Source: Bloomberg & Momentum Global Investment Management

What this chart shows

Breakeven rates indicate the market’s expectations for the average level of inflation over the specified time frame. It is derived from the difference between a normal and inflation-linked government bond of the same maturity. The chart shows current and historic #US breakeven rates over two, five, ten, and twenty-year horizons.

The #COVID-19 pandemic is a deflationary shock to the #global #economy as consumption in many areas has dried up, coupled with the second derivative impact from the collapse in the oil price (which has recovered although remains down nearly 50% year to date).

Markets took an increasingly negative view on (particularly near-term) inflation in the US. The two-year breakeven line shows that in March the market moved to anticipate deflation over the next two years, though it has moved to reverse some of this fall more recently. Clearly the pandemic is a short term shock to economies, unlike anything we have witnessed before. As markets look through the lockdowns and shorter-term disruptions, deflationary pressures lighten. This is reflected by the higher breakeven rates for longer time horizons.
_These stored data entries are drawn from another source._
// =============================================================================
// Replay Engine — deterministic cursor over a pre-materialized bar timeline
// =============================================================================
//
// The timeline is every archive frame sorted by window start (symbol
// lexicographic tie-break). A fractional accumulator converts elapsed wall
// time × speed into whole-bar advances, so `speed = 60` replays one bar
// minute per real second. The cursor starts at `warmup_bars − 1` so agents
// see a feature-worthy history before the first advance.
//
// Thread-safety: one RwLock around the whole state; the ticker task writes,
// API/status readers read.
// =============================================================================

use std::collections::HashMap;

use parking_lot::RwLock;
use serde::Serialize;
use tracing::{debug, info};

use crate::market::frame::{sort_and_dedup, BarFrame};

/// One bar-minute of timeline progress per 60 000 ms of scaled time.
const MS_PER_BAR: f64 = 60_000.0;

/// Serialisable snapshot of the replay position.
#[derive(Debug, Clone, Serialize)]
pub struct ReplayStatus {
    pub running: bool,
    pub speed: f64,
    #[serde(rename = "loop")]
    pub loop_enabled: bool,
    pub completed: bool,
    pub cursor_index: usize,
    pub timeline_length: usize,
    pub current_ts_ms: i64,
    pub trading_day: String,
    pub day_index: usize,
    pub day_count: usize,
    pub day_bar_index: usize,
    pub day_bar_count: usize,
    pub warmup_bars: usize,
}

/// `[start, end)` timeline range of one trading day.
struct DayRange {
    trading_day: String,
    start: usize,
    end: usize,
}

struct Inner {
    cursor_index: usize,
    /// Fractional bar progress carried between ticks.
    accumulator: f64,
    running: bool,
    speed: f64,
    loop_enabled: bool,
    completed: bool,
}

pub struct ReplayEngine {
    timeline: Vec<BarFrame>,
    /// Timeline indexes per symbol, in timeline order (monotone in ts).
    by_symbol: HashMap<String, Vec<usize>>,
    day_ranges: Vec<DayRange>,
    warmup_bars: usize,
    inner: RwLock<Inner>,
}

impl ReplayEngine {
    pub fn new(frames: Vec<BarFrame>, warmup_bars: usize, speed: f64, loop_enabled: bool) -> Self {
        let timeline = sort_and_dedup(frames);

        let mut by_symbol: HashMap<String, Vec<usize>> = HashMap::new();
        for (idx, frame) in timeline.iter().enumerate() {
            by_symbol
                .entry(frame.instrument.symbol.clone())
                .or_default()
                .push(idx);
        }

        let mut day_ranges: Vec<DayRange> = Vec::new();
        for (idx, frame) in timeline.iter().enumerate() {
            match day_ranges.last_mut() {
                Some(range) if range.trading_day == frame.window.trading_day => range.end = idx + 1,
                _ => day_ranges.push(DayRange {
                    trading_day: frame.window.trading_day.clone(),
                    start: idx,
                    end: idx + 1,
                }),
            }
        }

        let cursor_index = if timeline.is_empty() {
            0
        } else {
            warmup_bars.saturating_sub(1).min(timeline.len() - 1)
        };

        info!(
            timeline_length = timeline.len(),
            symbols = by_symbol.len(),
            days = day_ranges.len(),
            warmup_bars,
            speed,
            loop_enabled,
            "replay engine built"
        );

        Self {
            timeline,
            by_symbol,
            day_ranges,
            warmup_bars,
            inner: RwLock::new(Inner {
                cursor_index,
                accumulator: 0.0,
                running: true,
                speed: if speed > 0.0 { speed } else { 1.0 },
                loop_enabled,
                completed: false,
            }),
        }
    }

    // -------------------------------------------------------------------------
    // Ticking
    // -------------------------------------------------------------------------

    /// Advance by elapsed wall time. Returns the bars the cursor moved over.
    pub fn tick(&self, elapsed_ms: u64) -> Vec<BarFrame> {
        let mut inner = self.inner.write();
        if !inner.running || inner.completed || self.timeline.is_empty() {
            return Vec::new();
        }
        inner.accumulator += elapsed_ms as f64 * inner.speed / MS_PER_BAR;

        let mut advanced = Vec::new();
        while inner.accumulator >= 1.0 && !inner.completed {
            inner.accumulator -= 1.0;
            self.advance_one(&mut inner, &mut advanced);
        }
        advanced
    }

    /// Advance `n` bars immediately, ignoring speed.
    pub fn step(&self, n: usize) -> Vec<BarFrame> {
        let mut inner = self.inner.write();
        let mut advanced = Vec::new();
        for _ in 0..n {
            if inner.completed || self.timeline.is_empty() {
                break;
            }
            self.advance_one(&mut inner, &mut advanced);
        }
        advanced
    }

    fn advance_one(&self, inner: &mut Inner, advanced: &mut Vec<BarFrame>) {
        if inner.cursor_index + 1 < self.timeline.len() {
            inner.cursor_index += 1;
            advanced.push(self.timeline[inner.cursor_index].clone());
        } else if inner.loop_enabled {
            // End of tape: wrap back to the warmup boundary.
            let wrapped = self.warmup_bars.min(self.timeline.len() - 1);
            debug!(wrapped, "replay wrapped to warmup boundary");
            inner.cursor_index = wrapped;
            inner.completed = false;
            advanced.push(self.timeline[inner.cursor_index].clone());
        } else {
            inner.completed = true;
        }
    }

    // -------------------------------------------------------------------------
    // Controls
    // -------------------------------------------------------------------------

    pub fn set_cursor(&self, index: usize) {
        let mut inner = self.inner.write();
        inner.cursor_index = if self.timeline.is_empty() {
            0
        } else {
            index.min(self.timeline.len() - 1)
        };
        inner.accumulator = 0.0;
        inner.completed = false;
    }

    pub fn set_speed(&self, speed: f64) {
        if speed > 0.0 && speed.is_finite() {
            self.inner.write().speed = speed;
        }
    }

    pub fn set_loop(&self, enabled: bool) {
        self.inner.write().loop_enabled = enabled;
    }

    pub fn pause(&self) {
        self.inner.write().running = false;
    }

    pub fn resume(&self) {
        self.inner.write().running = true;
    }

    // -------------------------------------------------------------------------
    // Queries
    // -------------------------------------------------------------------------

    /// Last `limit` frames of `symbol` whose window start is at or before the
    /// cursor frame's window start, oldest first. Repeated calls without a
    /// cursor advance return the identical sequence.
    pub fn visible_frames(&self, symbol: &str, limit: usize) -> Vec<BarFrame> {
        if limit == 0 || self.timeline.is_empty() {
            return Vec::new();
        }
        let cursor = self.inner.read().cursor_index;
        let cutoff_ts = self.timeline[cursor].window.start_ts_ms;

        let Some(indexes) = self.by_symbol.get(symbol) else {
            return Vec::new();
        };
        // Per-symbol index lists are monotone in ts, so a partition point
        // finds the visible prefix.
        let visible_len = indexes
            .partition_point(|&idx| self.timeline[idx].window.start_ts_ms <= cutoff_ts);
        let start = visible_len.saturating_sub(limit);
        indexes[start..visible_len]
            .iter()
            .map(|&idx| self.timeline[idx].clone())
            .collect()
    }

    /// Sorted unique symbols on the timeline.
    pub fn symbols(&self) -> Vec<String> {
        let mut syms: Vec<String> = self.by_symbol.keys().cloned().collect();
        syms.sort();
        syms
    }

    pub fn status(&self) -> ReplayStatus {
        let inner = self.inner.read();
        let cursor = inner.cursor_index;
        let (current_ts_ms, trading_day) = self
            .timeline
            .get(cursor)
            .map(|f| (f.window.start_ts_ms, f.window.trading_day.clone()))
            .unwrap_or((0, String::new()));

        let (day_index, day_bar_index, day_bar_count) = self
            .day_ranges
            .iter()
            .position(|r| cursor >= r.start && cursor < r.end)
            .map(|i| {
                let r = &self.day_ranges[i];
                (i, cursor - r.start, r.end - r.start)
            })
            .unwrap_or((0, 0, 0));

        ReplayStatus {
            running: inner.running,
            speed: inner.speed,
            loop_enabled: inner.loop_enabled,
            completed: inner.completed,
            cursor_index: cursor,
            timeline_length: self.timeline.len(),
            current_ts_ms,
            trading_day,
            day_index,
            day_count: self.day_ranges.len(),
            day_bar_index,
            day_bar_count,
            warmup_bars: self.warmup_bars,
        }
    }
}

// =============================================================================
// Tests
// =============================================================================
Why this chart is relevant

#Inflation erodes capital over time. Any investor earning a nominal return less than the rate of inflation is ultimately losing money (in real terms). Whilst this is likely not going to be a problem over the short term with inflation very depressed, or even negative (of course deflation is hugely damaging too as consumers delay purchases given the expectation for lower future prices), there will come a time when it returns, as the chart implies over longer-term horizons.

One way this could come about is companies changing their attitude towards distant supply chains given the disruption caused by the global lockdowns. Moving towards localized supply chains for greater security would be inflationary.

Alternatively, and more obviously, the vast #monetary and #fiscal stimulus measures adopted by central banks and governments, not least in the US, will serve to bring money into the real economy and lift inflation.